= HOW TO COMPLETE THIS TASK =
Go to the line containing "pub fn clear(&self)" in the records below and print it and every following line exactly, on through the line containing "user is set", then stop.

EXERCISE INPUT Start Marker

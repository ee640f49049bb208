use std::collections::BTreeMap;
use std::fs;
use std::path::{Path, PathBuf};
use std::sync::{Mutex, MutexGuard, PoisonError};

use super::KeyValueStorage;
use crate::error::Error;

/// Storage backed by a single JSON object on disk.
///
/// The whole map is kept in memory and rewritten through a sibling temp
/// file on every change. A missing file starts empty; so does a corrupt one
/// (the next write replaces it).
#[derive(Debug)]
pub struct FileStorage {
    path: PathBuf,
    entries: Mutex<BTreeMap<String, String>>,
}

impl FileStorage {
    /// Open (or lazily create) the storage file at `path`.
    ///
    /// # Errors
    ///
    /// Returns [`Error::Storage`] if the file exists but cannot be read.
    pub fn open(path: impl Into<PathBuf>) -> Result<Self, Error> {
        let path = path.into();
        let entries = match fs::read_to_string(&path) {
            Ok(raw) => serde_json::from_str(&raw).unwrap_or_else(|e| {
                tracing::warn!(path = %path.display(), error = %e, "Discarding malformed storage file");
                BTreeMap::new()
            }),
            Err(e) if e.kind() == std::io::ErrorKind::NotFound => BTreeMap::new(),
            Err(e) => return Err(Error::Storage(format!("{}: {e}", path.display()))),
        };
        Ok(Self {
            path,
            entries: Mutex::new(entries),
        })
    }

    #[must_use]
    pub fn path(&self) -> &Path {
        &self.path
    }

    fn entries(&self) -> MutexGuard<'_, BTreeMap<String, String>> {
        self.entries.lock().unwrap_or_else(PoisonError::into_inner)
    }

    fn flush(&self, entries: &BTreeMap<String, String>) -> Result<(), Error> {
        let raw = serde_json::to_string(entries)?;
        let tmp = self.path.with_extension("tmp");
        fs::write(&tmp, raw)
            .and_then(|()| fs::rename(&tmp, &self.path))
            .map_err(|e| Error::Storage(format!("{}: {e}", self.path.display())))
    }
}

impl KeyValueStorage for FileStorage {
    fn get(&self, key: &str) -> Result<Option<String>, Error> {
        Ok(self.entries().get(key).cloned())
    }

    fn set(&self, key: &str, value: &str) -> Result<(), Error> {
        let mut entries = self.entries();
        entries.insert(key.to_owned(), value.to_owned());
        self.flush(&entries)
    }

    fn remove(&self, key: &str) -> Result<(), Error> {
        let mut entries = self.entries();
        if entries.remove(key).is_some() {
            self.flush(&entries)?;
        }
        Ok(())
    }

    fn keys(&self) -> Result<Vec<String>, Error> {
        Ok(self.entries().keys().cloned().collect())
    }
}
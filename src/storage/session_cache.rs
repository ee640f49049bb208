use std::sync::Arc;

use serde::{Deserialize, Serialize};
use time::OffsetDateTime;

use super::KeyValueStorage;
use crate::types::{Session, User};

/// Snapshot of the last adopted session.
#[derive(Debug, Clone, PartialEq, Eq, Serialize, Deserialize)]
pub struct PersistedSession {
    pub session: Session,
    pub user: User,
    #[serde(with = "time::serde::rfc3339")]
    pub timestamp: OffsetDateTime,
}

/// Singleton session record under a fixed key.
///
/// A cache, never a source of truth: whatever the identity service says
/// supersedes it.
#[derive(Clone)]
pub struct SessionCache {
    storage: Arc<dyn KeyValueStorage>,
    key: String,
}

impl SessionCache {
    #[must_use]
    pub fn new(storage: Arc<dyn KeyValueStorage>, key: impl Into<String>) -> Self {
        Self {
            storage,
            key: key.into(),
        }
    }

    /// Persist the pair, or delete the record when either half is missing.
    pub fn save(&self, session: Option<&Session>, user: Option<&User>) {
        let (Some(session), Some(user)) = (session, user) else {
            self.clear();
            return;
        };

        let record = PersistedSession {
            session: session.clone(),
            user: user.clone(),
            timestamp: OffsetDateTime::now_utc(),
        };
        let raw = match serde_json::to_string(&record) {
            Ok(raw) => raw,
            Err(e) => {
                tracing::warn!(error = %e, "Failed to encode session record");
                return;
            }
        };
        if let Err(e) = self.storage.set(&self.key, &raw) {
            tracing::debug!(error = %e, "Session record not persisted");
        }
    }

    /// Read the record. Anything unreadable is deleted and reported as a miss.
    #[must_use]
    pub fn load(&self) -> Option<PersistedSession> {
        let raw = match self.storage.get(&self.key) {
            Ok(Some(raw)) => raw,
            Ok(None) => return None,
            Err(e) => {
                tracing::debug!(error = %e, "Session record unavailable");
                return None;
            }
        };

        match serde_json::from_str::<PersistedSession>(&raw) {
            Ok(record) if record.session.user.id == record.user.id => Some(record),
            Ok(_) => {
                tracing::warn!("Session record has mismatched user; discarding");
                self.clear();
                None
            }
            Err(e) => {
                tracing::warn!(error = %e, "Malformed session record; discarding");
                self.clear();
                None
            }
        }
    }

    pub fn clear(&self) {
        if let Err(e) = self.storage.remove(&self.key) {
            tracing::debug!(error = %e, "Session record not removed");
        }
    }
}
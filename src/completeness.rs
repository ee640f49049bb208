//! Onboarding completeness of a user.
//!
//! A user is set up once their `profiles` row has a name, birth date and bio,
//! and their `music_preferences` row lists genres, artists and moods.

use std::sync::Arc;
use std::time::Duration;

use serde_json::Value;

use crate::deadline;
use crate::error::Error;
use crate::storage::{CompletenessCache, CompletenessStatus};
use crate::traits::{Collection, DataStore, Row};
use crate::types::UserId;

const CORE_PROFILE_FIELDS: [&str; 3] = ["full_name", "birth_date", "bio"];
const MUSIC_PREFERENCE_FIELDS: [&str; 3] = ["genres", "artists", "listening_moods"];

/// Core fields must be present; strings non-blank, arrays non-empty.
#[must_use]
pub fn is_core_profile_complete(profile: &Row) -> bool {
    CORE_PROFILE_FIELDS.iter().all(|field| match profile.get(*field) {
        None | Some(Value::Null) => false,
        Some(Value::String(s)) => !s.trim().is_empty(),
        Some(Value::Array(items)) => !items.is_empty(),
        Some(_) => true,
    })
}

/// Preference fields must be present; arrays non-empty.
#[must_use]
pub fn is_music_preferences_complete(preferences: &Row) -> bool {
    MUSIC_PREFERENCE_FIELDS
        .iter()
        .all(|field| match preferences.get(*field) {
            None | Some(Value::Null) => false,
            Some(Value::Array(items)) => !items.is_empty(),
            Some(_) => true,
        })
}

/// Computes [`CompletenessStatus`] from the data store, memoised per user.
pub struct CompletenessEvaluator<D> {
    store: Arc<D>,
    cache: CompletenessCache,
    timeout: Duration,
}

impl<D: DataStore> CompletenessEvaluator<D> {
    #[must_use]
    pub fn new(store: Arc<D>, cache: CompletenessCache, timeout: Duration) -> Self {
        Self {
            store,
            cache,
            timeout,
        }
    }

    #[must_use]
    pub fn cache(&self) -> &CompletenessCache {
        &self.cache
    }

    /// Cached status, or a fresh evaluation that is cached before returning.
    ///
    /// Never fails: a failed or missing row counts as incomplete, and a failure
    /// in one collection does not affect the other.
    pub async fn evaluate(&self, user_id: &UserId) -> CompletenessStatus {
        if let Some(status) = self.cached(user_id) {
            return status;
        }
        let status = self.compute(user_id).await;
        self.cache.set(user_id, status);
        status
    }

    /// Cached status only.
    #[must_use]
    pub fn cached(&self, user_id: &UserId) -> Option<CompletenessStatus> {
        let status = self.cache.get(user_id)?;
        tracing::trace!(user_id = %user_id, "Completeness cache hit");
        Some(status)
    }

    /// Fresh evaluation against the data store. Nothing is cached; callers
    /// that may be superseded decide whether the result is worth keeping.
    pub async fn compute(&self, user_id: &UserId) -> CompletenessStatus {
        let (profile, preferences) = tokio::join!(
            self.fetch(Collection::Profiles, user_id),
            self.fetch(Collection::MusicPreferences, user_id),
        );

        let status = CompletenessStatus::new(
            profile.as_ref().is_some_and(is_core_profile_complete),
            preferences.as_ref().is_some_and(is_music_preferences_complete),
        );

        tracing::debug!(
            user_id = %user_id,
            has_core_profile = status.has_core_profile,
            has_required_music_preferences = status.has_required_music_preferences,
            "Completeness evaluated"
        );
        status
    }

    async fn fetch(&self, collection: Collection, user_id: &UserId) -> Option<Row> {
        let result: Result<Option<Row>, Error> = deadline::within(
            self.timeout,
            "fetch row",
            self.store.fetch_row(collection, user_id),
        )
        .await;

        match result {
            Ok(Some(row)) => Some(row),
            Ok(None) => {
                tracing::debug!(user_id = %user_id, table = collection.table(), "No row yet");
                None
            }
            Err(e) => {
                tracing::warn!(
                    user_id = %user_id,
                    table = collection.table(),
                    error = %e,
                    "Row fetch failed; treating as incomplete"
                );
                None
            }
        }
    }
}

EXERCISE INPUT End Marker

= EXPECTED ANSWER =
    pub fn clear(&self) {
        if let Err(e) = self.storage.remove(&self.key) {
            tracing::debug!(error = %e, "Session record not removed");
        }
    }
}
filename src/completeness.rs
repository ee640f49049bb208
//! Onboarding completeness of a user.
//!
//! A user is set up once their `profiles` row has a name, birth date and bio,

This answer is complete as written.